The questionnaires are a new thing. Thanks to them, the A18 officers don't have to interrogate al the apprehended dissidents, because they know a lot from the questionnaires anyway.
'What the so called verification of identities really means is picking out dissidents sought by the A18 on the basis of lists brought from Vietnam', says Mr Krzysztoń. 'When a person whose name is on the list confirms his personal details during the interrogation, the Vietnamese Embassy immediately issues deportation documents for them. Back in Vietnam, the man immediately ends up in jail or labour camp'.
'We know that the interrogations take place in a Border Guard official's room. There's a camera there, so it's possible they're recorded', says Ton Van Anh, a Vietnamese opposition activist in Poland. 'They are conducted in an aggressive atmosphere and, which is against the law, Polish Border Guard officers are not present. Two A18 agents grill you, a third one takes it down in a computer'.
Vietnamese immigrants also report that this time the A18 has been visiting the arrested men's families in Poland. 'They promise release in return for collaboration', we hear from a Vietnamese immigrant.
'The readmission agreement is being used to get rid of unwelcome immigration. It's in the Border Guard's interest, because this way they can show they're cleansing Poland of illegal aliens', says Mr Krzysztoń. 'The Vietnamese secret police also have an interest here. And that's how the Polish democracy supports a communist regime'.
The Helsinki Foundation in Poland some time ago called for a review of the readmission agreement in terms of the benefits it offers each of the countries. Former Solidarity activist Seweryn Blumsztajn urged the government to actually renounce it, writing in Gazeta: 'It's a long time since I've been so ashamed of my country'.

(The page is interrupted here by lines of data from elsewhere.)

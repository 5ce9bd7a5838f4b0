use ratatui::{
    layout::{Alignment, Constraint, Direction, Layout, Rect},
    style::{Color, Modifier, Style},
    text::{Line, Span},
    widgets::{Clear, List, ListItem, ListState, Paragraph, Wrap},
    Frame,
};

use unicode_width::UnicodeWidthStr;

use super::{bold_style, dim_style, italic_style, title_block, HORIZONTAL_MARGIN, VERTICAL_MARGIN};
use crate::{menu_entries, App, RangeField};

pub fn render_menu(app: &mut App, f: &mut Frame) {
    let chunks = Layout::default()
        .direction(Direction::Vertical)
        .horizontal_margin(HORIZONTAL_MARGIN)
        .vertical_margin(VERTICAL_MARGIN)
        .constraints([
            Constraint::Length(3), // title
            Constraint::Min(4),    // entries
            Constraint::Length(1), // status message
            Constraint::Length(1), // legend
        ])
        .split(f.area());

    let title = Paragraph::new(Line::from(vec![
        Span::styled("mnemo", bold_style().fg(Color::Cyan)),
        Span::styled("  Major System trainer", italic_style()),
    ]))
    .block(title_block("Menu"))
    .alignment(Alignment::Center);
    f.render_widget(title, chunks[0]);

    let items: Vec<ListItem> = menu_entries()
        .iter()
        .map(|entry| ListItem::new(entry.label()))
        .collect();

    let list = List::new(items)
        .block(title_block(format!("Format: {}", app.format())))
        .highlight_style(
            Style::default()
                .fg(Color::Black)
                .bg(Color::Cyan)
                .add_modifier(Modifier::BOLD),
        )
        .highlight_symbol("> ");

    let mut state = ListState::default().with_selected(Some(app.menu_selected));
    f.render_stateful_widget(list, chunks[1], &mut state);

    if let Some(message) = &app.message {
        let status = Paragraph::new(Span::styled(
            message.as_str(),
            Style::default().fg(Color::Yellow),
        ))
        .alignment(Alignment::Center);
        f.render_widget(status, chunks[2]);
    }

    let legend = Paragraph::new(Span::styled(
        "(↑/↓) select  (enter) start  (c)ustom  (m)emorize  (s)tats  (h)elp  (f)ormat  (esc)ape",
        italic_style(),
    ))
    .alignment(Alignment::Center)
    .wrap(Wrap { trim: true });
    f.render_widget(legend, chunks[3]);
}

/// Rectangle of `width` x `height` centred in `area`, shrunk to fit
pub fn centered_rect(width: u16, height: u16, area: Rect) -> Rect {
    let width = width.min(area.width);
    let height = height.min(area.height);
    Rect {
        x: area.x + (area.width - width) / 2,
        y: area.y + (area.height - height) / 2,
        width,
        height,
    }
}

pub fn render_custom_range(app: &mut App, f: &mut Frame) {
    let message_width = app.message.as_deref().map_or(0, |m| m.width() as u16 + 4);
    let area = centered_rect(message_width.max(44), 9, f.area());
    f.render_widget(Clear, area);

    let field_line = |label: &str, value: &str, active: bool| {
        let value_style = if active {
            bold_style().fg(Color::Cyan).add_modifier(Modifier::UNDERLINED)
        } else {
            bold_style()
        };
        let cursor = if active { "_" } else { "" };
        Line::from(vec![
            Span::raw(format!("{label:>6}: ")),
            Span::styled(format!("{value}{cursor}"), value_style),
        ])
    };

    let input = &app.custom;
    let mut lines = vec![
        Line::from(""),
        field_line("Start", &input.start, input.field == RangeField::Start),
        field_line("End", &input.end, input.field == RangeField::End),
        Line::from(""),
    ];

    match &app.message {
        Some(message) => lines.push(Line::from(Span::styled(
            message.as_str(),
            Style::default().fg(Color::Red),
        ))),
        None => lines.push(Line::from(Span::styled(
            "00-09 zero-padded, 0-99 plain",
            dim_style(),
        ))),
    }
    lines.push(Line::from(Span::styled(
        "(tab) switch  (enter) start  (esc) cancel",
        italic_style(),
    )));

    let form = Paragraph::new(lines)
        .block(title_block("Custom Range"))
        .alignment(Alignment::Center)
        .wrap(Wrap { trim: true });
    f.render_widget(form, area);
}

But the Interior Ministry has been deaf to those appeals. The readmission agreement has already been the subject of three parliamentary questions asked by Civic Platform (PO) deputy Dariusz Lipiński. One of those was addressed to Interior Minister and Deputy Prime Minister Grzegorz Schetyna, asking why Poland itself invites the Vietnamese security agents here; why the agreement allows foreign special services to operate in the territory of Poland; and on what terms the agreement can be renounced.
A reply was offered by Deputy Interior Minister Piotr Stachańczyk, who wrote that there are good grounds for maintaining the agreement. 'Currently many countries, including EU member states, are striving to sign readmission agreements with Vietnam. Such negotiations are being carried by the Czech Republic and France', wrote Mr Stachańczyk.
'The Interior Ministry has not answered my questions', says Mr Lipiński.
In his reply, Mr Stachańczyk says that the 'ministry will make an effort for the interrogations to be recorded'.
'This confirms that what we've heard about the detention centre in Przemyśl is true', stresses Ton Van Anh. 'It's the Vietnamese security police that rules there'.